Между греческой наукой и наукой современного Запада существует не просто различие, а прямо-таки бездонная пропасть. Отличительная особенность христианского мира — та исторически сложившаяся в нем, и только в нем одном, всеохватность жажды знания, непреклонная настойчивость в поисках истины, которая воплотилась в нашей науке. То, что такая наука с ее универсальностью, не признающей никаких границ, и с ее внутренним единством возникла только на Западе и только на христианской почве, есть бесспорный факт. Только здесь мы можем наблюдать — по крайней мере, в отдельных людях — тот особый дух научности, которому целиком подчинено все сознание и вся деятельность.

А ведь и греки имели все предпосылки для такой науки. Ибо им знакомо ясное развитие методов, а их конкретные знания в области астрономии, медицины, географии, физики, зоологии, ботаники превосходят все, что знали люди тогдашнего мира, хоть по сравнению с достижениями современной науки все это, за исключением, пожалуй, математики, выглядит жалким лепетом.

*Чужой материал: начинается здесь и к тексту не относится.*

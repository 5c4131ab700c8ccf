//! Anthropic Messages API 适配器。
//!
//! Anthropic Messages API adapter. Key differences from the OpenAI shape:
//!
//! - The system prompt is a top-level `system` parameter, never a message.
//! - Content is always an array of typed blocks; a message with zero
//!   blocks is illegal, so an empty message gets a single-space text block.
//! - Tool calls are `tool_use` blocks with an already-parsed `input`
//!   object; tool results are `tool_result` blocks inside a `user` message.
//! - `max_tokens` is required and must be positive.

use std::collections::HashMap;

use chrono::Utc;
use serde::{Deserialize, Serialize};
use serde_json::Value;

use crate::types::events::StreamChunk;
use crate::types::message::{ContentPart, Message, Role};
use crate::types::request::{ChatRequest, ChatResponse, Choice, Usage};
use crate::types::tool::{FunctionCall, ToolCall};
use crate::{Error, Result};

use super::{parse_data_uri, DriverRequest, Provider, ProviderAdapter};

const ANTHROPIC_VERSION: &str = "2023-06-01";
const DEFAULT_IMAGE_MEDIA_TYPE: &str = "image/jpeg";
const EMPTY_TOOL_RESULT_TEXT: &str = "函数执行完成";

// ---------------------------------------------------------------------------
// Wire types
// ---------------------------------------------------------------------------

#[derive(Debug, Serialize)]
struct AnthropicRequest {
    model: String,
    max_tokens: u32,
    messages: Vec<AnthropicMessage>,
    #[serde(skip_serializing_if = "Option::is_none")]
    system: Option<String>,
    #[serde(skip_serializing_if = "Option::is_none")]
    temperature: Option<f64>,
    #[serde(skip_serializing_if = "std::ops::Not::not")]
    stream: bool,
    #[serde(skip_serializing_if = "Option::is_none")]
    tools: Option<Vec<AnthropicTool>>,
}

#[derive(Debug, Serialize)]
struct AnthropicMessage {
    role: String,
    content: Vec<AnthropicContent>,
}

#[derive(Debug, Clone, Serialize, Deserialize)]
#[serde(tag = "type", rename_all = "snake_case")]
enum AnthropicContent {
    Text {
        text: String,
    },
    Image {
        source: AnthropicImageSource,
    },
    ToolUse {
        id: String,
        name: String,
        input: Value,
    },
    ToolResult {
        tool_use_id: String,
        content: Vec<AnthropicContent>,
    },
}

#[derive(Debug, Clone, Serialize, Deserialize)]
struct AnthropicImageSource {
    #[serde(rename = "type")]
    kind: String,
    media_type: String,
    data: String,
}

#[derive(Debug, Serialize)]
struct AnthropicTool {
    name: String,
    description: String,
    input_schema: Value,
}

#[derive(Debug, Deserialize)]
struct AnthropicResponse {
    #[serde(default)]
    id: String,
    #[serde(default = "default_role")]
    role: String,
    #[serde(default)]
    model: String,
    #[serde(default)]
    content: Vec<AnthropicContent>,
    #[serde(default)]
    stop_reason: Option<String>,
    #[serde(default)]
    usage: AnthropicUsage,
}

fn default_role() -> String {
    "assistant".to_string()
}

#[derive(Debug, Default, Deserialize)]
struct AnthropicUsage {
    #[serde(default)]
    input_tokens: u64,
    #[serde(default)]
    output_tokens: u64,
}

// ---------------------------------------------------------------------------
// Adapter
// ---------------------------------------------------------------------------

pub struct AnthropicAdapter {
    api_key: String,
    base_url: String,
    model: String,
}

impl AnthropicAdapter {
    pub fn new(api_key: impl Into<String>, base_url: Option<String>, model: Option<String>) -> Self {
        Self {
            api_key: api_key.into(),
            base_url: base_url
                .unwrap_or_else(|| Provider::Anthropic.default_base_url().to_string()),
            model: model.unwrap_or_else(|| Provider::Anthropic.default_model().to_string()),
        }
    }

    fn convert_message(msg: &Message) -> Option<AnthropicMessage> {
        if msg.role == Role::System {
            return None;
        }
        // Tool results ride inside a user-role message.
        let role = match msg.role {
            Role::Assistant => "assistant",
            _ => "user",
        };

        let mut content: Vec<AnthropicContent> = Vec::new();
        let mut has_tool_call_part = false;

        for part in &msg.content {
            match part {
                ContentPart::Text { text } => {
                    content.push(AnthropicContent::Text { text: text.clone() })
                }
                ContentPart::ImageUrl { image_url } => {
                    if let Some((media_type, data)) = parse_data_uri(&image_url.url) {
                        content.push(AnthropicContent::Image {
                            source: AnthropicImageSource {
                                kind: "base64".to_string(),
                                media_type: media_type.to_string(),
                                data: data.to_string(),
                            },
                        });
                    }
                }
                ContentPart::ImageBase64 { image_url } => {
                    content.push(AnthropicContent::Image {
                        source: AnthropicImageSource {
                            kind: "base64".to_string(),
                            media_type: DEFAULT_IMAGE_MEDIA_TYPE.to_string(),
                            data: image_url.url.clone(),
                        },
                    });
                }
                ContentPart::ToolCall { tool_call } => {
                    has_tool_call_part = true;
                    content.push(tool_use_block(tool_call));
                }
                ContentPart::ToolResult { tool_id, text } => {
                    let text = if text.is_empty() {
                        EMPTY_TOOL_RESULT_TEXT.to_string()
                    } else {
                        text.clone()
                    };
                    content.push(AnthropicContent::ToolResult {
                        tool_use_id: tool_id.clone(),
                        content: vec![AnthropicContent::Text { text }],
                    });
                }
            }
        }

        if !has_tool_call_part {
            for tc in &msg.tool_calls {
                content.push(tool_use_block(tc));
            }
        }

        // A message with no content blocks is rejected by the API.
        if content.is_empty() {
            content.push(AnthropicContent::Text {
                text: " ".to_string(),
            });
        } else {
            for block in &mut content {
                if let AnthropicContent::Text { text } = block {
                    if text.is_empty() {
                        *text = " ".to_string();
                    }
                }
            }
        }

        Some(AnthropicMessage {
            role: role.to_string(),
            content,
        })
    }
}

fn tool_use_block(tc: &ToolCall) -> AnthropicContent {
    let input: Value = serde_json::from_str(tc.function.arguments_json())
        .unwrap_or_else(|_| Value::Object(Default::default()));
    AnthropicContent::ToolUse {
        id: tc.id.clone(),
        name: tc.function.name.clone(),
        input,
    }
}

impl ProviderAdapter for AnthropicAdapter {
    fn provider(&self) -> Provider {
        Provider::Anthropic
    }

    fn validate(&self, req: &ChatRequest) -> Result<()> {
        if req.max_tokens.unwrap_or(0) == 0 {
            return Err(Error::validation(
                "max_tokens must be greater than 0 for anthropic",
            ));
        }
        Ok(())
    }

    fn build_request(&self, req: &ChatRequest) -> Result<DriverRequest> {
        let model = req
            .model
            .clone()
            .filter(|m| !m.is_empty())
            .unwrap_or_else(|| self.model.clone());

        let body = AnthropicRequest {
            model,
            max_tokens: req.max_tokens.filter(|mt| *mt > 0).unwrap_or(4096),
            messages: req
                .messages
                .iter()
                .filter_map(AnthropicAdapter::convert_message)
                .collect(),
            system: req.system_prompt.clone().filter(|s| !s.is_empty()),
            temperature: req.temperature,
            stream: req.stream,
            tools: req.tools.as_ref().map(|tools| {
                tools
                    .iter()
                    .map(|t| AnthropicTool {
                        name: t.function.name.clone(),
                        description: t.function.description.clone(),
                        input_schema: t.function.parameters.clone(),
                    })
                    .collect()
            }),
        };

        let headers = HashMap::from([
            ("x-api-key".to_string(), self.api_key.clone()),
            ("anthropic-version".to_string(), ANTHROPIC_VERSION.to_string()),
        ]);

        Ok(DriverRequest {
            url: format!("{}/v1/messages", self.base_url),
            headers,
            body: serde_json::to_value(&body)?,
        })
    }

    fn parse_response(&self, body: &Value) -> Result<ChatResponse> {
        let resp: AnthropicResponse = serde_json::from_value(body.clone())?;

        let mut parts: Vec<ContentPart> = Vec::new();
        let mut calls: Vec<ToolCall> = Vec::new();
        for block in resp.content {
            match block {
                AnthropicContent::Text { text } => parts.push(ContentPart::text(text)),
                AnthropicContent::ToolUse { id, name, input } => {
                    let call = ToolCall {
                        id,
                        kind: "function".to_string(),
                        function: FunctionCall::from_value(name, &input)?,
                    };
                    parts.push(ContentPart::tool_call(call.clone()));
                    calls.push(call);
                }
                _ => {}
            }
        }

        let role = if resp.role == "assistant" {
            Role::Assistant
        } else {
            Role::User
        };
        let message = Message::new(role, parts).with_tool_calls(calls);

        Ok(ChatResponse {
            id: resp.id,
            object: "chat.completion".to_string(),
            created: Utc::now(),
            model: resp.model,
            choices: vec![Choice {
                index: 0,
                message,
                finish_reason: resp.stop_reason.unwrap_or_default(),
            }],
            usage: Usage {
                prompt_tokens: resp.usage.input_tokens,
                completion_tokens: resp.usage.output_tokens,
                total_tokens: resp.usage.input_tokens + resp.usage.output_tokens,
            },
        })
    }

    fn parse_stream_line(&self, data: &str) -> Result<Option<StreamChunk>> {
        if data.trim().is_empty() {
            return Ok(None);
        }
        let v: Value = serde_json::from_str(data)
            .map_err(|e| Error::validation(format!("unparseable stream payload: {e}")))?;

        match v.get("type").and_then(|t| t.as_str()).unwrap_or("") {
            "content_block_delta" => {
                if let Some(text) = v.pointer("/delta/text").and_then(|t| t.as_str()) {
                    if !text.is_empty() {
                        return Ok(Some(StreamChunk::ContentDelta {
                            content: text.to_string(),
                        }));
                    }
                }
                if let Some(json) = v.pointer("/delta/partial_json").and_then(|t| t.as_str()) {
                    return Ok(Some(StreamChunk::ToolCallDelta {
                        index: v.get("index").and_then(|i| i.as_u64()).unwrap_or(0) as u32,
                        id: None,
                        name: None,
                        arguments: json.to_string(),
                    }));
                }
                Ok(None)
            }
            "content_block_start" => {
                if let Some(block) = v.get("content_block") {
                    if block.get("type").and_then(|t| t.as_str()) == Some("tool_use") {
                        return Ok(Some(StreamChunk::ToolCallDelta {
                            index: v.get("index").and_then(|i| i.as_u64()).unwrap_or(0) as u32,
                            id: block.get("id").and_then(|i| i.as_str()).map(String::from),
                            name: block.get("name").and_then(|n| n.as_str()).map(String::from),
                            arguments: String::new(),
                        }));
                    }
                }
                Ok(None)
            }
            "message_delta" => Ok(v
                .pointer("/delta/stop_reason")
                .and_then(|r| r.as_str())
                .map(|r| StreamChunk::Done {
                    finish_reason: Some(r.to_string()),
                })),
            "message_stop" => Ok(Some(StreamChunk::Done {
                finish_reason: None,
            })),
            _ => Ok(None),
        }
    }

    fn is_stream_done(&self, _data: &str) -> bool {
        // The stream ends via the message_stop event, not a sentinel line.
        false
    }
}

Но грек не знает принципиально надежной методики эмпирического исследования, которая распространялась бы на все познаваемое без исключения; в редких случаях, правда, отдельные ученые прибегают к подобным методам, но они считаются не вполне достоверными, ограниченными и не оказывают никакого влияния на научное развитие. Взявшись читать сочинения Гиппократа, вы с раздражением обнаруживаете какую-то мешанину подлинных наблюдений, более или менее приемлемых толкований, философских теорий и фантастических суеверий. Грек не знает бесконечно движущейся вперед универсальной науки, в которой все соотнесено и взаимосвязано, все работает на развитие познания, в которой все отдельные науки представляют лишь ее функции; грек способен создать лишь систематические упорядоченные обзоры, сводящие все известные данные в единую картину; он стремится не столько двигаться вперед, сколько завершить и остановиться. Даже продвигаясь на шаг вперед в своих исследованиях, грек стремится придать им характер чего-то готового. Ему неведома страстная воля к истине, взрывающая все на своем пути; он не идет дальше рефлектирующих сомнений, как во времена софистики и Еврипида, или с невозмутимым видом предается исследованию каких-нибудь особенных предметов как своего рода игре, потому что это интересно — таковы Евклид, Архимед, Фукидид. Чем ближе вы знакомитесь с духом греческой науки и ее достижениями, тем глубже открывается вам пропасть между ней и современной наукой.

Над этим обстоятельством стоит поразмыслить. В чем причина такого различия? Я вижу ее именно в том, на что указывает Ницше, и хотел бы лишь развернуть не вполне раскрытый в его высказывании смысл. То, что греки, создатели науки как таковой, так и не создали подлинно универсальной науки, может объясняться только отсутствием у них духовных мотивов и моральных импульсов к этому; они появились впервые у христианского человека, что и позволило ему создать такую могучую науку, которая в своем развитии переросла христианство, а потом обратилась и против него, по крайней мере, против всех его объективных форм.